Many pre-prepared/processed vegetarian burgers and sausages, be they made from soya or Quorn, are unlikely to be suitable for people following the anti-candida diet. Apart from added sugar (could be masquerading as 'dextrose') and yeast extract, they're crammed full of additives and preservatives. Quorn is also a fungus-based product, and so should be avoided if you've been advised to steer well clear of mushrooms.

The next instalment will be about breakfasts. 'Til then...

Saturday, July 29, 2006

Anti-candida Diet: The basics

There is loads of information out there about candida and the anti-candida diet, so I'm not going to reproduce it here. If you think you have a problem with candida ('thrush', 'yeast'), then you MUST seek advice from a medical practitioner to confirm a diagnosis. I would also recommend finding a nutritional therapist to offer advice and support.

My own symptoms have responded well to the anti-candida diet and I am now in the process of reintroducing some foods into my diet, but for those just starting out (or what to find out more), here's the basics (N.B. 'bad' and 'good' foods may vary depending on who you talk to):


  • all refined sugars;
  • dairy products (except yoghurt, 'young' cheeses, like cottage cheese - sheep and goats' milk/cheese has lower levels of lactose than cows' milk/cheese, so - if you can tolerate it - you may be able to use it as a substitute);
  • yeast and yeast products (i.e. marmite);
  • fermented products, e.g. vinegar ('though I can tolerate a small amount of cider vinegar), soy sauce and miso paste ('though these are now back in my diet);

- and avoid caffeine (I drink green and herbal/fruit teas) and red meat (I'm virtually meat-free these days).

Eat plenty of:

  • fresh vegetables and some fruits (most practitioners will suggest you eliminate all fruit except apples (maybe pears) at the start of your diet);
  • ginger and garlic (both have anti-fungal properties);
  • yoghurt; and
  • wholewheat grains.

This all sounds very scary at first, but there are plenty of really tasty things you can eat, which will be the subject of my next posting.

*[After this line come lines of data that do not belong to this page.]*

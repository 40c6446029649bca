//! Configuration errors
//!
//! Gameplay never fails: unknown ids, exhausted pools and spent points are
//! reported through `Option`/`bool`. Only broken static data reaches here, and
//! it aborts startup.

use thiserror::Error;

use crate::sim::EnemyKind;

#[derive(Debug, Error)]
pub enum ConfigError {
    #[error("failed to read config file: {0}")]
    Io(#[from] std::io::Error),

    #[error("malformed config: {0}")]
    Json(#[from] serde_json::Error),

    #[error("no waves configured")]
    NoWaves,

    #[error("wave {wave} has no enemy types")]
    EmptyWave { wave: usize },

    #[error("wave {wave} has invalid weight {weight} for {kind:?}")]
    InvalidWeight {
        wave: usize,
        kind: EnemyKind,
        weight: f32,
    },

    #[error("wave {wave} has a non-positive duration or spawn interval")]
    InvalidDuration { wave: usize },

    #[error("no archetype configured for enemy kind {0:?}")]
    MissingArchetype(EnemyKind),

    #[error("level table is empty")]
    EmptyLevelTable,

    #[error("level table must start at level 1 with zero experience and increase strictly")]
    UnorderedLevelTable,

    #[error("skill {0} is defined twice")]
    DuplicateSkill(String),

    #[error("skill {skill} requires unknown skill {prerequisite}")]
    UnknownPrerequisite { skill: String, prerequisite: String },

    #[error("skill prerequisites form a cycle through {0}")]
    PrerequisiteCycle(String),

    #[error("pool capacity must be at least 1")]
    EmptyPool,
}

Introduction and mission statement

The aim of this blog is to gather together recipes and tips for people following a restricted diet, with a focus on the anti-candida programme, which I've been on since December 2004.

There are loads of recipes online and cookery books available specifically designed for those on the anti-candida diet, but they are very US-oriented, and quite frankly, many of the recipes resemble and taste little better than cardboard (hence the title of this blog!).

My mission is, therefore, to share my experiences, recipes and tips, so that others just starting a strict elimination diet, or maintaining their symptoms through diet, can save time and continue to enjoy food.

In the coming weeks I will introduce some of the easy and quick recipes I've devised, give links to useful websites, publish cookery book reviews and give tips about which supermarkets stock the best anti-candida friendly products.